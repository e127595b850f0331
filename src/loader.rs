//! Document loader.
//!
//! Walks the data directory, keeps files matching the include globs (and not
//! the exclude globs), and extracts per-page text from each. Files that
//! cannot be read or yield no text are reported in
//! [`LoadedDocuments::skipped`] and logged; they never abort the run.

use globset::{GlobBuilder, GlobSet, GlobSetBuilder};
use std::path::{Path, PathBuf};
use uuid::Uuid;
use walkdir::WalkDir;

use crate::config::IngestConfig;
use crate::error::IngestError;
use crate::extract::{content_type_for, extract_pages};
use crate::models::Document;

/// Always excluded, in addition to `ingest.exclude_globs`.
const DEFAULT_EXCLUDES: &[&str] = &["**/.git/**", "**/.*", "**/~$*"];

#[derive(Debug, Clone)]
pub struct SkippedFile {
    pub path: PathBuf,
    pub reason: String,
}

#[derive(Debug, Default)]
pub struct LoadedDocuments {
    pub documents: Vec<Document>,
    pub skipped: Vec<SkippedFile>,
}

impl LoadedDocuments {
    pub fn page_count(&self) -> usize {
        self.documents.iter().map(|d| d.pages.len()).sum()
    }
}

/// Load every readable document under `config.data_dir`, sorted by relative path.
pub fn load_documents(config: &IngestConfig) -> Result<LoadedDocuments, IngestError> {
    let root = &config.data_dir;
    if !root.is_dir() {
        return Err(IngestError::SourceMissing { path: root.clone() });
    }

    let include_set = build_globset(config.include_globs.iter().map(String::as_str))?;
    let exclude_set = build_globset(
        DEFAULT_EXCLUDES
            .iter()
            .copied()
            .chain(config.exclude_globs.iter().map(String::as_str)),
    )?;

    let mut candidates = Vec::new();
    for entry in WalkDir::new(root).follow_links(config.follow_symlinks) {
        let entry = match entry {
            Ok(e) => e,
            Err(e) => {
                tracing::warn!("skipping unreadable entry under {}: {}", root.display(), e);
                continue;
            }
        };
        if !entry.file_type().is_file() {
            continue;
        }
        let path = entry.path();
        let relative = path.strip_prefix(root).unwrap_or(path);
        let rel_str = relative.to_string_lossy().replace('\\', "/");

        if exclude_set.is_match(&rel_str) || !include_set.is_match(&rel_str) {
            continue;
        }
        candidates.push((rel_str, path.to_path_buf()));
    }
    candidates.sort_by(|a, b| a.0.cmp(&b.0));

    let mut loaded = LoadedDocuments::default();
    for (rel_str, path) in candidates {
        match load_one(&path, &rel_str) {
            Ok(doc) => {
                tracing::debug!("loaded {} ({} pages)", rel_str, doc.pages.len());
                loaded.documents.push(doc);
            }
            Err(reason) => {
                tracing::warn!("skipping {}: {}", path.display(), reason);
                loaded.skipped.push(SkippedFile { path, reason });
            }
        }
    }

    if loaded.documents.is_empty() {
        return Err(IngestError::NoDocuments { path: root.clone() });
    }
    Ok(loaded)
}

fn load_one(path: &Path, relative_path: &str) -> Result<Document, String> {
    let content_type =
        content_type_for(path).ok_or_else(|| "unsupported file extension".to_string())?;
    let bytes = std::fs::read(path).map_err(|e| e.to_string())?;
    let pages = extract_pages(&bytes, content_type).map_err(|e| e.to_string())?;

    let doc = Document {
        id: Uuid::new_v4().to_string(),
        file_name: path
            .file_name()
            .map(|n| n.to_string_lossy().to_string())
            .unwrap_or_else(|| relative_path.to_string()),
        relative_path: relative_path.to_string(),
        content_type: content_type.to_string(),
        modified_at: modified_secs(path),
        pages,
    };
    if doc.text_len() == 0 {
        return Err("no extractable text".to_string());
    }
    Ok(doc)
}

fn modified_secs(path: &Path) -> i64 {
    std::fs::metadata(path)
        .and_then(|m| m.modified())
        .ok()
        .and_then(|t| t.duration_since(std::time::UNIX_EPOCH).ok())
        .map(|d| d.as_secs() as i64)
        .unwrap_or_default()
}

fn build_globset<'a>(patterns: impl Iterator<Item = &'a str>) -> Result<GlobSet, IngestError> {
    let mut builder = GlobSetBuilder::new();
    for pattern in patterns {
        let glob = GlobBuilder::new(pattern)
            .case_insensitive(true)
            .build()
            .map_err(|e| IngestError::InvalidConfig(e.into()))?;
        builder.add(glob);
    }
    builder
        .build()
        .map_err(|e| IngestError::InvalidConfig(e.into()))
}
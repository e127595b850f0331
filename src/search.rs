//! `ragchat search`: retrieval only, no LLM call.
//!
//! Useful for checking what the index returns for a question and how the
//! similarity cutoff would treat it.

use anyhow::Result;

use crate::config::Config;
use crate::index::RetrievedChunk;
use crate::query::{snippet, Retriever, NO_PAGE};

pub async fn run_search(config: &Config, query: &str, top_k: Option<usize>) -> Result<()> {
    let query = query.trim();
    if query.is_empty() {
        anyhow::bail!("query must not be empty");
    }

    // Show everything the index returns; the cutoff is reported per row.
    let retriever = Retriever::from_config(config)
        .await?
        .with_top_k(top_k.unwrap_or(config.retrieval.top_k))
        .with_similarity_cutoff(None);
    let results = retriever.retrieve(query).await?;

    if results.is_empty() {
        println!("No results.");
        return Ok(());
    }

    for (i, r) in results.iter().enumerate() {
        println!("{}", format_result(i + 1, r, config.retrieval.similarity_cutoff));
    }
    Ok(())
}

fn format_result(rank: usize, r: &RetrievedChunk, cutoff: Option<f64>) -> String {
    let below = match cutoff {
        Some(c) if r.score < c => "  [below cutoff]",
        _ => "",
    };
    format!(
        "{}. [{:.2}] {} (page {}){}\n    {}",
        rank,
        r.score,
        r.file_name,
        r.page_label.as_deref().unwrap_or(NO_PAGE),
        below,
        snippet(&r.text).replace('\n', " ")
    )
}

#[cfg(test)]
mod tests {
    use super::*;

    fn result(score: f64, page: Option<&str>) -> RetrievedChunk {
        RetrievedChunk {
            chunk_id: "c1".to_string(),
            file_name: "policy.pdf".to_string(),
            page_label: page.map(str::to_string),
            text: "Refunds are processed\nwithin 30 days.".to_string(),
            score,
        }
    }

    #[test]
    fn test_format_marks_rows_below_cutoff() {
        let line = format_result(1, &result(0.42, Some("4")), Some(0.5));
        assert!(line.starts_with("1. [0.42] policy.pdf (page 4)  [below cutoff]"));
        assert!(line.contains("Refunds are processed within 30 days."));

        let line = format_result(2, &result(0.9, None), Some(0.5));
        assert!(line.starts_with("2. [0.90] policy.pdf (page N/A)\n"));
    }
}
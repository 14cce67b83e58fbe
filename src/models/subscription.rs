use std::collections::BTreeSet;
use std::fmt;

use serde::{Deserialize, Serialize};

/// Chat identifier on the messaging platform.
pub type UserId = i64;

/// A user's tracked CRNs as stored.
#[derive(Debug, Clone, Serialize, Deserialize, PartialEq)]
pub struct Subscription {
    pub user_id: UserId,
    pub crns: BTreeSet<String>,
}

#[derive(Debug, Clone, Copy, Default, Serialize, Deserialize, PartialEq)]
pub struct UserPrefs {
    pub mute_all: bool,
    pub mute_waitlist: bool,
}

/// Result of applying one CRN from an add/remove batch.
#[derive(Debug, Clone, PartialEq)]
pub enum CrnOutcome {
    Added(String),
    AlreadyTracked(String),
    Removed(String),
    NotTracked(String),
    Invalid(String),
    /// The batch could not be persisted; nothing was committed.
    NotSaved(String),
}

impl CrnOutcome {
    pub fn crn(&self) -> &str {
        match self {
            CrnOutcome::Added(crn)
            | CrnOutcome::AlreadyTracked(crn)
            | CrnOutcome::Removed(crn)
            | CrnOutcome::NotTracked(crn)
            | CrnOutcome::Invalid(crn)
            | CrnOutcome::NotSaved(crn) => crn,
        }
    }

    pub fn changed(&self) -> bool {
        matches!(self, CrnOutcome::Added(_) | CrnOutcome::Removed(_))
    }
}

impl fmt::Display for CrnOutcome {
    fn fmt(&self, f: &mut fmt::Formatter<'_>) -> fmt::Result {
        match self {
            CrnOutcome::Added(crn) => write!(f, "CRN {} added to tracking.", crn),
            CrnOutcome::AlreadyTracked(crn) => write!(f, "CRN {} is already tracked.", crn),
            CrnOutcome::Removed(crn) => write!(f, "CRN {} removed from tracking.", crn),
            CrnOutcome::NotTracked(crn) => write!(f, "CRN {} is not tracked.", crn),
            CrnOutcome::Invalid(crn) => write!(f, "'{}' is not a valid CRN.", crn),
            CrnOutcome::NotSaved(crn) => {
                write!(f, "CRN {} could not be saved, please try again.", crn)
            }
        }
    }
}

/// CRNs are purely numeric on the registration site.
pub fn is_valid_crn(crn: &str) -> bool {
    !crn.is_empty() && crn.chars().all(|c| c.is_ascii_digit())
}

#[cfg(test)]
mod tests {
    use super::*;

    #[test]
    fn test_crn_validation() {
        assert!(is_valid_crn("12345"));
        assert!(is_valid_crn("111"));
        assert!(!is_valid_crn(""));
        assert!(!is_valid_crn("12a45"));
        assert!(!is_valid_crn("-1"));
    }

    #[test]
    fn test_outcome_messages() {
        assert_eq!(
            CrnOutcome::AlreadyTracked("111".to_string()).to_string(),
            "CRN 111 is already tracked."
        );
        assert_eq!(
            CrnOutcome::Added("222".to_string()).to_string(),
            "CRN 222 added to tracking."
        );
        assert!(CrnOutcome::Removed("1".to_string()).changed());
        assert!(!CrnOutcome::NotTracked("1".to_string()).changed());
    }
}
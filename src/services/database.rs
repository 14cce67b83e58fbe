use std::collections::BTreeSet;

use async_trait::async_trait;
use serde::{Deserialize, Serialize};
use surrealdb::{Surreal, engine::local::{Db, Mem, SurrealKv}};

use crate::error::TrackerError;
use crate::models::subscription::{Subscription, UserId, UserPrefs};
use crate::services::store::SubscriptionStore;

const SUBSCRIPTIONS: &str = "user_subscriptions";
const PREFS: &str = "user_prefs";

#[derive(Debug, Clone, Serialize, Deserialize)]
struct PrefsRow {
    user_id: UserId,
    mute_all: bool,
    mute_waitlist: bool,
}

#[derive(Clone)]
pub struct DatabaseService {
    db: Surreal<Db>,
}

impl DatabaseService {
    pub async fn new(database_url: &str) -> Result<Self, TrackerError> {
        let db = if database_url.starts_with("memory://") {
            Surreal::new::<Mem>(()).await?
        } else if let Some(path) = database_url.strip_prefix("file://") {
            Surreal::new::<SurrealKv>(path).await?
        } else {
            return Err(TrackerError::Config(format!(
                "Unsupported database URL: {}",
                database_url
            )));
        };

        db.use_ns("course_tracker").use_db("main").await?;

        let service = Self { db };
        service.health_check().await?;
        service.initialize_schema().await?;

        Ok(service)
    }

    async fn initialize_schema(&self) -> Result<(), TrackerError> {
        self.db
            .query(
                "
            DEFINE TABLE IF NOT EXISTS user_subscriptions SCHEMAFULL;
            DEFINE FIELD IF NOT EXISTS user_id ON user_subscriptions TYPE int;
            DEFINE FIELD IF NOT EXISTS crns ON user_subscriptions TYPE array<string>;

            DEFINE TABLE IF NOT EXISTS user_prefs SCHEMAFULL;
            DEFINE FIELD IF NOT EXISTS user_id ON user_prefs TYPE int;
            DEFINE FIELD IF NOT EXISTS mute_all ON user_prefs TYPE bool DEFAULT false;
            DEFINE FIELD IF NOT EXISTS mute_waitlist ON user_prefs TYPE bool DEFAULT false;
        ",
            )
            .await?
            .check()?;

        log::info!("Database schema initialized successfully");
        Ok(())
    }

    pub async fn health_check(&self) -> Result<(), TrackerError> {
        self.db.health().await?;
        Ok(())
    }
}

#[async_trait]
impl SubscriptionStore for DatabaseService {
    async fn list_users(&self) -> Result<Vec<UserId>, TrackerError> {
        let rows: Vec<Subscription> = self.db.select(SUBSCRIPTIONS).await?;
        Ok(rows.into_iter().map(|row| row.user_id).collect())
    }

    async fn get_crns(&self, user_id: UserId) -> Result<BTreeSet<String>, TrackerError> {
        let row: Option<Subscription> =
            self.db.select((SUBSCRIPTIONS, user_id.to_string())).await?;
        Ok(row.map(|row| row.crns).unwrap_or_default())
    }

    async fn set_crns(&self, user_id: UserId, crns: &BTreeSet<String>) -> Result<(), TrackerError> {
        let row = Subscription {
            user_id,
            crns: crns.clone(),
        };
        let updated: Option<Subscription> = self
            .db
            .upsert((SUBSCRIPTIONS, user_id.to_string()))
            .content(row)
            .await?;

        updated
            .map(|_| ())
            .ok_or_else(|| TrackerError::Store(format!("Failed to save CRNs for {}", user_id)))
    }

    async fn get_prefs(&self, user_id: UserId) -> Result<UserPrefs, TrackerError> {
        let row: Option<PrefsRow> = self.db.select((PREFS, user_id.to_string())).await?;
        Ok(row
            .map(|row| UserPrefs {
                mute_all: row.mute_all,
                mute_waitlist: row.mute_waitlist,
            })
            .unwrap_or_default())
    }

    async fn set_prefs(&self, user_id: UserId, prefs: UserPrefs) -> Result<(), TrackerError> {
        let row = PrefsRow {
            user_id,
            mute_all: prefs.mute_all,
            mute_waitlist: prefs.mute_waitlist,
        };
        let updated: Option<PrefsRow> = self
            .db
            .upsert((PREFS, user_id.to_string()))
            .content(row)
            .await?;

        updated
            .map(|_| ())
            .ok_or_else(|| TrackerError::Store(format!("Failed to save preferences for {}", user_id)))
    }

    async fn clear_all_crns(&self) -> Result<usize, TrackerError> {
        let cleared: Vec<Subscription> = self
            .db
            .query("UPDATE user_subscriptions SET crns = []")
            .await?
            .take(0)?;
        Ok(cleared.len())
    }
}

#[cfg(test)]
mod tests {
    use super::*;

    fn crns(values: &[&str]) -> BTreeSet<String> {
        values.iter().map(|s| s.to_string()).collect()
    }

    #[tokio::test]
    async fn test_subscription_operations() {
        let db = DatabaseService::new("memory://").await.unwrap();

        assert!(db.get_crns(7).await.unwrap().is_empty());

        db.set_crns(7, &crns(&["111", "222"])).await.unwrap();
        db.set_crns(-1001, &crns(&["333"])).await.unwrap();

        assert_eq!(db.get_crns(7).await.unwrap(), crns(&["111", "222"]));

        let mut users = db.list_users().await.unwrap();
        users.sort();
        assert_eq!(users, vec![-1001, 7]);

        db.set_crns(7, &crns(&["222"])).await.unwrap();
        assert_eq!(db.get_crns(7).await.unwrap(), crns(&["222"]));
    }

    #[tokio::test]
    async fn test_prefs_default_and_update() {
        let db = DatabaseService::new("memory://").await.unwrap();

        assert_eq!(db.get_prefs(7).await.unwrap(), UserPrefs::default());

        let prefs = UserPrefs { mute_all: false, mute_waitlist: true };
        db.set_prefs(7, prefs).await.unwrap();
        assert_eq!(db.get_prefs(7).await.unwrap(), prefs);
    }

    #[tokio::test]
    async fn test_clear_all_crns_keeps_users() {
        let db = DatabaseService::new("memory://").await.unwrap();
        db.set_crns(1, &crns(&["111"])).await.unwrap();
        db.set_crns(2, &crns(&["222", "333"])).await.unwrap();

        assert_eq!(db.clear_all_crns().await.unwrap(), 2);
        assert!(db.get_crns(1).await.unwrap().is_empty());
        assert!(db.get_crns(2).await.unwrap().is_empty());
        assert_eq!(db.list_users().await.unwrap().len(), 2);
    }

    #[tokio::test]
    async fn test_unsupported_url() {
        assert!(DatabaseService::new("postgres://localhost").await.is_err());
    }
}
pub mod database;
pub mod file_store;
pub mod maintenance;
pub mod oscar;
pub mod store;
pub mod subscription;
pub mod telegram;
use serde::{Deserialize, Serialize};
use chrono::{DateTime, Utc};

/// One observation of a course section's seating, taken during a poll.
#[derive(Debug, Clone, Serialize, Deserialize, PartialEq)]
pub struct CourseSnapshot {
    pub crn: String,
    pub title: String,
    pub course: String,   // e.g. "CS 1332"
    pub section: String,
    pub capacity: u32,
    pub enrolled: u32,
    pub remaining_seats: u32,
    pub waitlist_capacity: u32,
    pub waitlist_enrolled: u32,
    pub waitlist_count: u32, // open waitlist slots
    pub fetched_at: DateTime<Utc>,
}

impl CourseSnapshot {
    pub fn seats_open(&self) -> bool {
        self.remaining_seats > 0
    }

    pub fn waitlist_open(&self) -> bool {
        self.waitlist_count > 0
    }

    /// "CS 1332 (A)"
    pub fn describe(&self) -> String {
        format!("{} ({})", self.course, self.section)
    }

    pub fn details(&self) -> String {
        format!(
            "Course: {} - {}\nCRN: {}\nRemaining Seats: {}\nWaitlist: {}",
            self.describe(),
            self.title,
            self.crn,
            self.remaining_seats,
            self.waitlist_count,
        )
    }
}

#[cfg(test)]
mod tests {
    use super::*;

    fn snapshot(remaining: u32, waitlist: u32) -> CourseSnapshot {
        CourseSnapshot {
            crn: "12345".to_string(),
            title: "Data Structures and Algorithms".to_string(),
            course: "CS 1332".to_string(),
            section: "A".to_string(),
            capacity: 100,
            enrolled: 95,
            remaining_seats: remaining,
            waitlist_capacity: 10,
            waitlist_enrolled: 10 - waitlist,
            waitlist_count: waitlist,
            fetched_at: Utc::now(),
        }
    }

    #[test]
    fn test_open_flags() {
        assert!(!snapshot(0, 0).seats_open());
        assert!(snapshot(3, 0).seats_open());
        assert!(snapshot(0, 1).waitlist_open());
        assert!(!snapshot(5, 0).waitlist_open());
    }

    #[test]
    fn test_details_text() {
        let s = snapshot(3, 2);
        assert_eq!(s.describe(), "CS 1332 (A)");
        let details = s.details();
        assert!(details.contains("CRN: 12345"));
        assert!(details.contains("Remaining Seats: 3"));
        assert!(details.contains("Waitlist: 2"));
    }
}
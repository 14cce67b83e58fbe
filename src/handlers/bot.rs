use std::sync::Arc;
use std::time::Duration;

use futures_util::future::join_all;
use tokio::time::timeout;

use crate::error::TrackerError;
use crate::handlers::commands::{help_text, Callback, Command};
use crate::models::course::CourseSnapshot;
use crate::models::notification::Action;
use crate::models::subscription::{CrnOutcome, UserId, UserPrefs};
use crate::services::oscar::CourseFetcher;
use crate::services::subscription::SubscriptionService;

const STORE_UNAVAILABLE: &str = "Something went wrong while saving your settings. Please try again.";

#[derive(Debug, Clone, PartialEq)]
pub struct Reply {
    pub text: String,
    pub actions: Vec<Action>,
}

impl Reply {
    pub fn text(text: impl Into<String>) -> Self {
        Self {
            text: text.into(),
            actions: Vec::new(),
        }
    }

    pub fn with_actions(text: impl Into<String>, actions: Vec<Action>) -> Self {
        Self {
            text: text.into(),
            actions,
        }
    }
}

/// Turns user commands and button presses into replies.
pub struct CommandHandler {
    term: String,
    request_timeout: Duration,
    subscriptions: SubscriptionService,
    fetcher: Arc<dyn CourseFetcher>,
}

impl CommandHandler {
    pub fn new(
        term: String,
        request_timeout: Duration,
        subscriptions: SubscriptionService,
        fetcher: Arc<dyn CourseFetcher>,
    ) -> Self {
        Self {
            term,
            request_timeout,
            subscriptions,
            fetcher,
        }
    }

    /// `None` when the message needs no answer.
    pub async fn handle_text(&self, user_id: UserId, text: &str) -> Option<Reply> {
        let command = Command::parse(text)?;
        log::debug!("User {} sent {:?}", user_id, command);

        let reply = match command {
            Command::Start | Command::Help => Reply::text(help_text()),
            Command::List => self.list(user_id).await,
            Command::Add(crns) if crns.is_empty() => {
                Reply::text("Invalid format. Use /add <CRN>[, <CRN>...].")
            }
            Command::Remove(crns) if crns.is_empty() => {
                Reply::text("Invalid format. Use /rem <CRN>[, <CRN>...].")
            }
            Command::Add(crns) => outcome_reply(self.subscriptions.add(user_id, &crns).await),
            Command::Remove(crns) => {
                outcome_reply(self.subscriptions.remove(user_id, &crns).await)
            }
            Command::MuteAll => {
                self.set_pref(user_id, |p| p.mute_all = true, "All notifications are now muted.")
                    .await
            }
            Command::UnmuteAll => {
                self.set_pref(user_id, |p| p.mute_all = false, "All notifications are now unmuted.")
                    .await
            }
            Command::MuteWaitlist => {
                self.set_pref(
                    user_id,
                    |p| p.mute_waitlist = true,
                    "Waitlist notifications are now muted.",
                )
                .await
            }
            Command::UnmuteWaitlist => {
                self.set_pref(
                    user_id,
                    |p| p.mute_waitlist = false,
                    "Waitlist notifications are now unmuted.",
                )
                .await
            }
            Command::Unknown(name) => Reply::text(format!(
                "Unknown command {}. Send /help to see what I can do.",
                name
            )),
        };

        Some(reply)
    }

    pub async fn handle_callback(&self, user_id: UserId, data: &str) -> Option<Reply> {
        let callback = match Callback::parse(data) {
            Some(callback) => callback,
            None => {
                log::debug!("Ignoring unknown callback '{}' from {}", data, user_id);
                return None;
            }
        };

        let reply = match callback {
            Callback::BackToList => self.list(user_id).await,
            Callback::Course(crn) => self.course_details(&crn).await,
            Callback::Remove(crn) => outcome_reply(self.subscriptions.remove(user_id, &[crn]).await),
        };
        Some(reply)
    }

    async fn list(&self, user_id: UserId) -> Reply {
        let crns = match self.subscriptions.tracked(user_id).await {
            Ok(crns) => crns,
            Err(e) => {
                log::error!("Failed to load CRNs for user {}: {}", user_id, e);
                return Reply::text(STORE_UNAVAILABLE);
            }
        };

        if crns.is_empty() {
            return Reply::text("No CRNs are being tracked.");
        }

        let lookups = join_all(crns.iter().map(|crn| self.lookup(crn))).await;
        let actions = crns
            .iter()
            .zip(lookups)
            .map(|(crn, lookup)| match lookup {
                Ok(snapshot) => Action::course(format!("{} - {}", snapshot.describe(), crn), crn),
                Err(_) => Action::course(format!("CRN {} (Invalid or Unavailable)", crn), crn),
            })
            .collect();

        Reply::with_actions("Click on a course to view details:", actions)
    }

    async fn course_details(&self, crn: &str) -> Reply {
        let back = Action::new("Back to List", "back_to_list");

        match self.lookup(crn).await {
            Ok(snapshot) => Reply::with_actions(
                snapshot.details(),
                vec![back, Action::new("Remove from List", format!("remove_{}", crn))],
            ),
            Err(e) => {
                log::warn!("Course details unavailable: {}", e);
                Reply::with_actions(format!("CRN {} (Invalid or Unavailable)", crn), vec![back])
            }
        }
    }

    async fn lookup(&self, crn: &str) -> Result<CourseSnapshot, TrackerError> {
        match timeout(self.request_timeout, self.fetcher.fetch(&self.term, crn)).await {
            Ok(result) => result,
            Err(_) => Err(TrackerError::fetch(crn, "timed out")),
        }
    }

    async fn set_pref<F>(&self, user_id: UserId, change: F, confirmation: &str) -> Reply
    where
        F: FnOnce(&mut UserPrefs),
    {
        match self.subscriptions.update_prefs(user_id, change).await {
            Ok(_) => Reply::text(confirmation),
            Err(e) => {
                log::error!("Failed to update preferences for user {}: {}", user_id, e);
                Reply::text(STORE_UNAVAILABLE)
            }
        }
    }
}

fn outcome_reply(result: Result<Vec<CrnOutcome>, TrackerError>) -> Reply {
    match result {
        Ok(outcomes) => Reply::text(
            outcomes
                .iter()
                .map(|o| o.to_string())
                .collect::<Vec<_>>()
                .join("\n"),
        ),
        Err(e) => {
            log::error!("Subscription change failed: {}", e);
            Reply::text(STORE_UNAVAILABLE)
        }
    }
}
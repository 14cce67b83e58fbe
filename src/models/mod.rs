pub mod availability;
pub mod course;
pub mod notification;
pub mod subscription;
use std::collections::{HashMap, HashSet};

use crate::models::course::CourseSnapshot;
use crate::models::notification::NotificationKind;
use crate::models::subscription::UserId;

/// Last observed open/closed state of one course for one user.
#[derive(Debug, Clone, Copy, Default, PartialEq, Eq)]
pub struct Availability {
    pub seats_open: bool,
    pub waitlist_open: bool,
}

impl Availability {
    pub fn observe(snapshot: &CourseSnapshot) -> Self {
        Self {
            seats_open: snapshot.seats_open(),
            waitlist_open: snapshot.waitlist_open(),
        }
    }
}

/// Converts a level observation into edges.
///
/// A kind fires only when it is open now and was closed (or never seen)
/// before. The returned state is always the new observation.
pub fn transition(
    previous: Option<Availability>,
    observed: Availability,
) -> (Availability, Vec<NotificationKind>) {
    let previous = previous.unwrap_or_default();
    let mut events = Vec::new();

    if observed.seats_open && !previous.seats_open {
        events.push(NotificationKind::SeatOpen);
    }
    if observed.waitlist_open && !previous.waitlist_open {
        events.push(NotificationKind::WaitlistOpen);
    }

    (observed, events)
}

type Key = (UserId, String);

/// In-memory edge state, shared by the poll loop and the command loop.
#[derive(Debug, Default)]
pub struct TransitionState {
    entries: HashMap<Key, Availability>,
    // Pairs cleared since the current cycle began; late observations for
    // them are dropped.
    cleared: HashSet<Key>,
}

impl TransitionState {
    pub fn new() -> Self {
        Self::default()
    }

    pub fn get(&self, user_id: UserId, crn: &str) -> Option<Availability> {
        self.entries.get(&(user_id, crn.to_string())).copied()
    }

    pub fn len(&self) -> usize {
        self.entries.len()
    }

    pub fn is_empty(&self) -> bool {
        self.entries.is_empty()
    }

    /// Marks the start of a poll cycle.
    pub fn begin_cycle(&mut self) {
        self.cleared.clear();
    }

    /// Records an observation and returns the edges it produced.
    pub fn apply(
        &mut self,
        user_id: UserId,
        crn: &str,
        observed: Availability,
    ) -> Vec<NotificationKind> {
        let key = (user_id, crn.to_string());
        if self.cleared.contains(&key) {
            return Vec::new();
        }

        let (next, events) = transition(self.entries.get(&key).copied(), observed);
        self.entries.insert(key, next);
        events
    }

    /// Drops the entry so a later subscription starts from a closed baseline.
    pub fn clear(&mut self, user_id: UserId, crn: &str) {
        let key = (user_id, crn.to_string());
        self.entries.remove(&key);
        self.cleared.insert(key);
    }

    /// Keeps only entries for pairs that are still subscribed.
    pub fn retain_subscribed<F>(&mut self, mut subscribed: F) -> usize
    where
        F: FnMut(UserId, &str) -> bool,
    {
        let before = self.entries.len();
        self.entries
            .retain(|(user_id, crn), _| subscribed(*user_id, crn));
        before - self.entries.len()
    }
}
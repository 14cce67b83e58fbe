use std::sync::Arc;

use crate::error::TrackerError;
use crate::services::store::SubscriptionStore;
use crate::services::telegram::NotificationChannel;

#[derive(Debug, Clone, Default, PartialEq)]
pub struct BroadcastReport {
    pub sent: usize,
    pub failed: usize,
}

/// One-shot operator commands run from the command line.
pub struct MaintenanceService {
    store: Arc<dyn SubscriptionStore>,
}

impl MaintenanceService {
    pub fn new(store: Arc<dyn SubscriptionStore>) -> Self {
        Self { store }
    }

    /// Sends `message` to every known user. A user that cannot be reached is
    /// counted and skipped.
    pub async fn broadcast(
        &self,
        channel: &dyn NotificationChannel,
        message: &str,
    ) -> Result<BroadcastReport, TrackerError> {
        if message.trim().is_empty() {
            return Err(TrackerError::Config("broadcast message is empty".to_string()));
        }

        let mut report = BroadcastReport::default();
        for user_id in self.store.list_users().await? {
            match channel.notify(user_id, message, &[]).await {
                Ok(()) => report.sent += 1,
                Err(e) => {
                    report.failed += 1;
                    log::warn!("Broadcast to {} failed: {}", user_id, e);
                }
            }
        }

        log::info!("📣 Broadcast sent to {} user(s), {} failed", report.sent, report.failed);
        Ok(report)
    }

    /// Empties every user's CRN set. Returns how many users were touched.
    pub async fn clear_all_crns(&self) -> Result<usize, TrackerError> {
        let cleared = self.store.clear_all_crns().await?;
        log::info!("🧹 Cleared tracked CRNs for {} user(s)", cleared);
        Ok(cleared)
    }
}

++++++++++

Search the data above for the word "entries" and count the lines where it appears. Only the number should be given.

11